Published May 7, 2008 at 11:25 a.m.

  • Matthew Thorsen
  • Eagles Club

Champlain College has spent a lot of time lately trying to sell its neighbors and the Burlington City Council on a plan to buy property near the heart of downtown, tear down a building, and construct new apartments for 200 students.

The building, at 194 St. Paul Street, belongs to the Eagles Club, a national nonprofit with 20 Vermont branches. Its demolition, which is pending city approval, would be the first step in the college's plan to eventually build new housing in Burlington for 600 students. Champlain College president David Finney believes the Eagles Club deal would result in a "win-win" for both the school and the city.

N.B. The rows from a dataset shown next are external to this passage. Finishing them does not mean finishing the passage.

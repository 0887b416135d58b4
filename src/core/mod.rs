pub mod confetti;
pub mod dodge;

pub use confetti::*;
pub use dodge::*;
// Host-side tests for tuning constants and their relationships.
// The main crate is wasm-only, so we include the pure-Rust modules directly.

#![allow(dead_code)]
mod dodge {
    include!("../src/core/dodge.rs");
}
mod confetti {
    include!("../src/core/confetti.rs");
}

use confetti::*;
use dodge::*;

#[test]
#[allow(clippy::assertions_on_constants)]
fn constants_are_within_reasonable_bounds() {
    // Distances and speeds should be positive
    assert!(ACTIVATION_RADIUS > 0.0);
    assert!(PHRASE_RADIUS > 0.0);
    assert!(REPEL_SPEED > 0.0);
    assert!(CORNER_MARGIN > 0.0);
    assert!(EDGE_PADDING >= 0.0);

    // Damping factors should keep motion bounded
    assert!(FRICTION > 0.0 && FRICTION < 1.0);
    assert!(BOUNCE_DAMPING > 0.0 && BOUNCE_DAMPING <= 1.0);
    assert!(CORNER_PULL > 0.0 && CORNER_PULL < 1.0);

    // Timers should be positive
    assert!(PHRASE_COOLDOWN_MS > 0.0);
    assert!(PHRASE_LIFETIME_MS > 0.0);
}

#[test]
#[allow(clippy::assertions_on_constants)]
fn constants_have_logical_relationships() {
    // The phrase band sits strictly inside the activation band
    assert!(PHRASE_RADIUS < ACTIVATION_RADIUS);

    // The corner zone is deeper than the edge keep-out band
    assert!(CORNER_MARGIN > EDGE_PADDING);

    // The phrase pool outnumbers the no-repeat window
    assert!(PHRASES.len() > PHRASE_HISTORY_MAX);
    assert!(PHRASE_HISTORY_MAX > 0);
}

#[test]
#[allow(clippy::assertions_on_constants)]
fn confetti_constants_are_consistent() {
    assert!(CONFETTI_COUNT > 0);
    assert!(!CONFETTI_COLORS.is_empty());

    // The slowest possible fall still finishes before the removal sweep
    let slowest_ms = (CONFETTI_FALL_MIN_SECS + CONFETTI_FALL_SPAN_SECS) as f64 * 1000.0;
    assert!(slowest_ms <= CONFETTI_LIFETIME_MS);
}

#[test]
fn default_params_mirror_the_constants() {
    let params = DodgeParams::default();
    assert_eq!(params.activation_radius, ACTIVATION_RADIUS);
    assert_eq!(params.repel_speed, REPEL_SPEED);
    assert_eq!(params.phrase_radius, PHRASE_RADIUS);
    assert_eq!(params.phrase_cooldown_ms, PHRASE_COOLDOWN_MS);
    assert_eq!(params.corner_margin, CORNER_MARGIN);
    assert_eq!(params.corner_pull, CORNER_PULL);
    assert_eq!(params.friction, FRICTION);
    assert_eq!(params.edge_padding, EDGE_PADDING);
    assert_eq!(params.bounce_damping, BOUNCE_DAMPING);
    assert_eq!(params.phrases.len(), PHRASES.len());
}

But public meetings on the project have exposed longstanding tensions between the college, its neighbors and the City of Burlington.

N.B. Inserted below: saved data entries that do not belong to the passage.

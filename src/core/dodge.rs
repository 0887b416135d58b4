// Repulsion engine for the "No" button: per-frame physics that shove the
// button away from the pointer, plus the floating-phrase picker.
//
// Pure Rust, no platform APIs, and no crate:: imports: the host-side tests
// include! this file directly, so it has to stay self-contained and free of
// inner attributes.

use glam::Vec2;
use rand::prelude::*;
use smallvec::SmallVec;

// Repulsion tuning
pub const ACTIVATION_RADIUS: f32 = 200.0; // pointer distance at which the button starts fleeing
pub const REPEL_SPEED: f32 = 15.0; // impulse scale at zero distance
pub const FRICTION: f32 = 0.9; // per-frame velocity retention
pub const EDGE_PADDING: f32 = 20.0; // keep-out band along the viewport edges
pub const BOUNCE_DAMPING: f32 = 0.5; // velocity kept (sign-flipped) on an edge hit

// Corner escape
pub const CORNER_MARGIN: f32 = 100.0; // corner zone depth along each edge
pub const CORNER_PULL: f32 = 0.02; // pull-to-screen-center strength inside a corner

// Floating phrases
pub const PHRASE_RADIUS: f32 = 80.0; // pointer distance that triggers a phrase
pub const PHRASE_COOLDOWN_MS: f64 = 500.0;
pub const PHRASE_LIFETIME_MS: f64 = 1000.0;
pub const PHRASE_HISTORY_MAX: usize = 4;

pub const PHRASES: &[&str] = &[
    "shoooo shoooo",
    "waaaa nuuuuu",
    "staaaaahpp",
    "meee loaaaf stop joking",
    "nuuuuuu shoooo shoooo",
    "hmpf",
    "kadate mo ba si purple?",
    "may ka data kang opps? hmpf!",
];

// The pool must outnumber the history window or the draw below could run out
// of candidates.
const _: () = assert!(PHRASES.len() > PHRASE_HISTORY_MAX);

/// Latest pointer position in viewport coordinates. Overwritten on every move
/// notification; the frame loop reads whatever was written last.
#[derive(Clone, Copy, Debug, Default)]
pub struct PointerState {
    pub x: f32,
    pub y: f32,
}

impl PointerState {
    #[inline]
    pub fn as_vec2(self) -> Vec2 {
        Vec2::new(self.x, self.y)
    }
}

/// Lifecycle of the animated button. `Docked` mirrors normal layout;
/// `Floating` is entered on the first close pointer approach and is terminal
/// for the session.
#[derive(Clone, Copy, Debug, PartialEq, Eq)]
pub enum DodgePhase {
    Docked,
    Floating,
}

#[derive(Clone, Debug)]
pub struct DodgeParams {
    pub activation_radius: f32,
    pub repel_speed: f32,
    pub phrase_radius: f32,
    pub phrase_cooldown_ms: f64,
    pub corner_margin: f32,
    pub corner_pull: f32,
    pub friction: f32,
    pub edge_padding: f32,
    pub bounce_damping: f32,
    pub phrases: &'static [&'static str],
}

impl Default for DodgeParams {
    fn default() -> Self {
        Self {
            activation_radius: ACTIVATION_RADIUS,
            repel_speed: REPEL_SPEED,
            phrase_radius: PHRASE_RADIUS,
            phrase_cooldown_ms: PHRASE_COOLDOWN_MS,
            corner_margin: CORNER_MARGIN,
            corner_pull: CORNER_PULL,
            friction: FRICTION,
            edge_padding: EDGE_PADDING,
            bounce_damping: BOUNCE_DAMPING,
            phrases: PHRASES,
        }
    }
}

/// Everything the engine reads from the page for one frame. Layout origin and
/// size are re-measured every frame so layout and resize changes between
/// frames are picked up.
#[derive(Clone, Copy, Debug)]
pub struct FrameSample {
    pub pointer: Vec2,
    pub layout_origin: Vec2,
    pub size: Vec2,
    pub viewport: Vec2,
    pub now_ms: f64,
}

#[derive(Clone, Debug, PartialEq)]
pub enum DodgeEvent {
    /// First close approach; the button leaves layout flow for good.
    Detached,
    /// Show `text` at the button's current top-left corner for
    /// `PHRASE_LIFETIME_MS`.
    Phrase { text: &'static str, origin: Vec2 },
}

/// Velocity impulse a pointer adds to an element centered at `center`. Zero
/// at and beyond `radius`, growing linearly toward `speed` at zero distance.
/// Direction follows `atan2`, so a pointer dead on the center pushes along
/// +x.
#[inline]
pub fn repel_impulse(center: Vec2, pointer: Vec2, radius: f32, speed: f32) -> Vec2 {
    let delta = center - pointer;
    let distance = delta.length();
    if distance >= radius {
        return Vec2::ZERO;
    }
    let force = (radius - distance) / radius;
    let angle = delta.y.atan2(delta.x);
    Vec2::new(angle.cos(), angle.sin()) * (force * speed)
}

/// True when the element sits within `margin` of a horizontal edge and a
/// vertical edge at once. Right and bottom margins account for element size.
#[inline]
pub fn in_corner_zone(origin: Vec2, size: Vec2, viewport: Vec2, margin: f32) -> bool {
    let near_left = origin.x < margin;
    let near_right = origin.x > viewport.x - size.x - margin;
    let near_top = origin.y < margin;
    let near_bottom = origin.y > viewport.y - size.y - margin;
    (near_left || near_right) && (near_top || near_bottom)
}

/// Velocity nudge toward the middle of the screen for a cornered element,
/// zero anywhere else. Keeps the button escapable no matter how it is herded.
#[inline]
pub fn corner_pull(origin: Vec2, size: Vec2, viewport: Vec2, margin: f32, pull: f32) -> Vec2 {
    if !in_corner_zone(origin, size, viewport, margin) {
        return Vec2::ZERO;
    }
    let center = origin + size * 0.5;
    (viewport * 0.5 - center) * pull
}

/// Clamp `pos` so the element stays `padding` inside the viewport on every
/// side. Each clamped axis flips its velocity component and scales it by
/// `bounce` (an inelastic bounce).
pub fn apply_bounds(
    pos: &mut Vec2,
    vel: &mut Vec2,
    size: Vec2,
    viewport: Vec2,
    padding: f32,
    bounce: f32,
) {
    if pos.x < padding {
        pos.x = padding;
        vel.x *= -bounce;
    }
    if pos.y < padding {
        pos.y = padding;
        vel.y *= -bounce;
    }
    if pos.x + size.x > viewport.x - padding {
        pos.x = viewport.x - size.x - padding;
        vel.x *= -bounce;
    }
    if pos.y + size.y > viewport.y - padding {
        pos.y = viewport.y - size.y - padding;
        vel.y *= -bounce;
    }
}

// Effective history bound: always short of the pool so the complement the
// next pick draws from stays non-empty, whatever pool a variant configures.
#[inline]
pub fn history_cap(pool_len: usize) -> usize {
    PHRASE_HISTORY_MAX.min(pool_len.saturating_sub(1))
}

pub struct DodgeEngine {
    pub params: DodgeParams,
    phase: DodgePhase,
    pos: Vec2,
    vel: Vec2,
    recent: SmallVec<[usize; PHRASE_HISTORY_MAX]>,
    last_phrase_ms: Option<f64>,
    rng: StdRng,
}

impl DodgeEngine {
    pub fn new(params: DodgeParams, seed: u64) -> Self {
        Self {
            params,
            phase: DodgePhase::Docked,
            pos: Vec2::ZERO,
            vel: Vec2::ZERO,
            recent: SmallVec::new(),
            last_phrase_ms: None,
            rng: StdRng::seed_from_u64(seed),
        }
    }

    pub fn phase(&self) -> DodgePhase {
        self.phase
    }

    pub fn is_floating(&self) -> bool {
        self.phase == DodgePhase::Floating
    }

    /// Top-left corner of the element in viewport coordinates.
    pub fn position(&self) -> Vec2 {
        self.pos
    }

    pub fn velocity(&self) -> Vec2 {
        self.vel
    }

    /// Recently shown phrases, oldest first.
    pub fn recent_phrases(&self) -> Vec<&'static str> {
        self.recent
            .iter()
            .map(|&i| self.params.phrases[i])
            .collect()
    }

    /// Advance the simulation by one displayed frame.
    ///
    /// While `Docked` the position tracks the measured layout origin; the
    /// first pointer approach inside the activation radius flips the phase to
    /// `Floating` (emitting `Detached` exactly once) and from then on the
    /// position belongs to the physics. Velocity accumulates across frames,
    /// decays under friction, and bounces inelastically off the padded
    /// viewport bounds.
    pub fn tick(&mut self, sample: &FrameSample, out_events: &mut Vec<DodgeEvent>) {
        if self.phase == DodgePhase::Docked {
            self.pos = sample.layout_origin;
        }

        let center = self.pos + sample.size * 0.5;
        let distance = center.distance(sample.pointer);

        if distance < self.params.activation_radius {
            if self.phase == DodgePhase::Docked {
                self.phase = DodgePhase::Floating;
                out_events.push(DodgeEvent::Detached);
            }
            self.vel += repel_impulse(
                center,
                sample.pointer,
                self.params.activation_radius,
                self.params.repel_speed,
            );
            if distance < self.params.phrase_radius {
                self.try_spawn_phrase(sample.now_ms, out_events);
            }
        }

        // Independent of the pointer: a cornered button gets a steady shove
        // back toward the middle of the screen.
        self.vel += corner_pull(
            self.pos,
            sample.size,
            sample.viewport,
            self.params.corner_margin,
            self.params.corner_pull,
        );

        self.vel *= self.params.friction;
        self.pos += self.vel;
        apply_bounds(
            &mut self.pos,
            &mut self.vel,
            sample.size,
            sample.viewport,
            self.params.edge_padding,
            self.params.bounce_damping,
        );
    }

    // Rate-limited by the sampled wall clock; attempts inside the cooldown
    // window are dropped, not queued. The first qualifying approach always
    // spawns.
    fn try_spawn_phrase(&mut self, now_ms: f64, out_events: &mut Vec<DodgeEvent>) {
        if self.params.phrases.is_empty() {
            return;
        }
        if let Some(last) = self.last_phrase_ms {
            if now_ms - last < self.params.phrase_cooldown_ms {
                return;
            }
        }
        self.last_phrase_ms = Some(now_ms);

        let candidates: SmallVec<[usize; 8]> = (0..self.params.phrases.len())
            .filter(|i| !self.recent.contains(i))
            .collect();
        let idx = candidates.choose(&mut self.rng).copied().unwrap_or(0);

        self.recent.push(idx);
        if self.recent.len() > history_cap(self.params.phrases.len()) {
            self.recent.remove(0);
        }

        out_events.push(DodgeEvent::Phrase {
            text: self.params.phrases[idx],
            origin: self.pos,
        });
    }
}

One issue is a lawsuit, pending in the Vermont Supreme Court, over Champlain College's 94-bed dorm on Maple Street, which opened in January. The neighbors argue that the project went forward without a parking plan and violated the city's zoning ordinance. Another is the college's 2006 Master Plan, which, according to Finney, the city has been reluctant to incorporate into its zoning bylaws.

Moreover, David Provost, vice president of finance and administration for Champlain College, said he's concerned that Norm Williams, an attorney who also serves as a volunteer member of the city planning commission, is among the neighbors who sued the school over the Maple Street project.

Provost argues it isn't "transparent" for someone involved in litigation against the college to rule on issues that could impact its future. Williams, who lives on South Union Street, said that because the planning commission doesn't rule on individual projects, "It's difficult for me to see any conflict of interest."

City Attorney Ken Schatz agreed. "We believe there is nothing wrong with Norm Williams - or any planning commissioner - having a personal point of view regarding what they view as appropriate development," Shatz said.

The Eagles Club project is being considered in relation to a 1994 "Memorandum of Understanding" between Champlain College and the city. The memo allows for "reasonable growth" inside Champlain's "core campus," a nearby "transitional area" and Burlington's central business district.

The Eagles Club lies beyond those areas, so the college has had to take its case for expansion to the city and its neighbors, some of whom met April 30 to express their fears about noise and parking.

Finney points out that the college is employing "stop-gap measures" to meet the current housing needs of students. For instance, 200 Champlain students are living at the Spinner Place complex in downtown Winooski. New student apartments, the president says, would ease pressure on the local affordable-housing market, without pushing the college's more than 1800 enrollment past 2000. Finney added, "To be viable and compete effectively, Champlain needs to house virtually all of its students."

Jane Knodell (P-Ward 2), who was among those meeting with residents in April, said the Eagles Club acquisition wouldn't be a "huge stretch" from the 1994 memo, which obliges the city and college to work together to house Champlain's students. "We have to work with them to figure out how they're going to do that," she said.

Michael Rooney, a Ward 6 steering committee member, complained that the college "trots out" the 1994 memorandum of understanding whenever it needs something from the city. Rooney and his wife, Susan Dorn, whose $625,000 property abuts college, support the Eagles Club project. But Rooney said they also worry about the future growth of the school.

Jerry Manock, a Kingsland Terrace resident, opposes the deal. A party to the lawsuit over the Maple Street dorm, Manock said the college is running a smart campaign.

"On the other hand," he added, "they're expanding in this unsustainable way, and any neighbors that try to voice their opinions are considered obstructionist."

On Monday, the city council agreed unanimously to grant conditional approval for the project. Champlain College has until May 12 to address the council's concerns and report back.

After Monday's council meeting at City Hall, Mayor Kiss noted, "From a city perspective, if Champlain College doesn't build there, it's likely that someone's going to build there."